A fraqueza do peso hoje é uma consequência das crises anteriores. Se a inflação atual acima de 100% é considerada altíssima, em 1989 ela ultrapassava os 3.000%, como efeito de altos endividamentos contraídos durante os governos ditatoriais no fim dos anos 1970 e início dos anos 1980.

Enquanto o Brasil, que vivia um cenário parecido, criou o real e buscou fortalecê-lo nos últimos 30 anos, a Argentina percorreu o caminho inverso, atrelando sua moeda ao dólar. Em 1991, a chamada lei da convertibilidade fixou a paridade entre elas, ou seja, 1 peso passou a valer US$ 1.

No início, o plano funcionou, fazendo a inflação cair e o PIB crescer. Mas a longo prazo, para mantê-lo, era preciso ter reservas da moeda americana que não se sustentaram. Com crises na região e na Ásia, os produtos argentinos encareceram e os investidores foram embora. A solução foi se endividar mais, levando a outro colapso em 2001.
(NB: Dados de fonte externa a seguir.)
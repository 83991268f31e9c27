//! Per-thread signal state and dispatch.
//!
//! Delivering a signal to a running thread means rewriting its saved
//! trapframe so that, once resumed, it jumps into a handler instead of
//! back to where it was interrupted. The actual trapframe layout is
//! architecture-specific and lives behind [`SignalStackOps`]; this
//! module owns the part that doesn't change across architectures: which
//! signal to deliver next, whether it's blocked or ignored, and the
//! bookkeeping that lets a later restore detect a corrupted handoff.

use crate::{
    driver::{AddressSpace, Scheduler, SignalStackOps},
    error::KernelError,
    param::SIGNALS_CNT,
};

/// The kill signal. Its default action (terminate) is the only default
/// action this core implements; every other signal with no handler
/// installed is [`Dispatch::NoDefaultAction`]. Can never be blocked,
/// ignored, or caught.
pub const SIGKILL: u32 = 9;

#[derive(Debug, Clone, Copy, PartialEq, Eq)]
pub enum Disposition {
    Default,
    Ignore,
    Handler(usize),
}

/// Which kind of stack a delivered signal's handler is running on, as
/// decided by the [`SignalStackOps`] implementation that set it up.
#[derive(Debug, Clone, Copy, PartialEq, Eq)]
pub enum StackKind {
    /// The handler runs on the interrupted thread's own trapframe: the
    /// thread being signalled is the one currently running.
    JustTf,
    /// The thread being signalled was stopped inside the kernel; a
    /// dedicated stack was built on top of its saved context rather
    /// than risk corrupting it.
    NewStack,
}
Com uma nova forte desvalorização do peso, o governo decretou o congelamento das poupanças (o “corralito“) e limitou os saques nos bancos. Uma onda de protestos tomou as ruas por três meses, o presidente Fernando De la Rúa renunciou, e o governo deu um calote bilionário nos credores. Até hoje, os argentinos têm medo de guardar dinheiro no banco, e os investidores não confiam no país.

A principal consequência é sempre o aumento da pobreza, que hoje voltou a atingir quase 40% da população, sendo 8% indigentes. Para amenizar os impactos da crise a essas pessoas, o governo gasta mais em auxílios e aposentadorias, alimentando a roda giratória da inflação.


Por que a Argentina ainda não colapsou?

Principalmente porque os salários e aposentadorias, no geral, aumentam junto com a inflação, com reajustes trimestrais ou quando se julga necessário —os mais prejudicados são os trabalhadores informais, cada vez mais volumosos. O desemprego fechou em 6,5% em 2022, menor do que no pré-pandemia e contra 9,5% no Brasil.

Isso, somado ao fato de que ninguém quer ficar com seus pesos queimando nas mãos, faz o consumo e a economia girarem. O crescimento do turismo também ajuda, já que é cada vez mais barato para vizinhos como Brasil e Chile e para europeus e americanos viajar ao país.

Analistas citam ainda um fator comportamental. Os argentinos já acham normal conviver com os preços subindo há décadas, então não se desesperam. A estrutura de proteção social criada após a crise de 2001 e a forte vinculação do governo atual com sindicatos e movimentos sociais também contêm minimamente o caos social. Pelo menos até agora.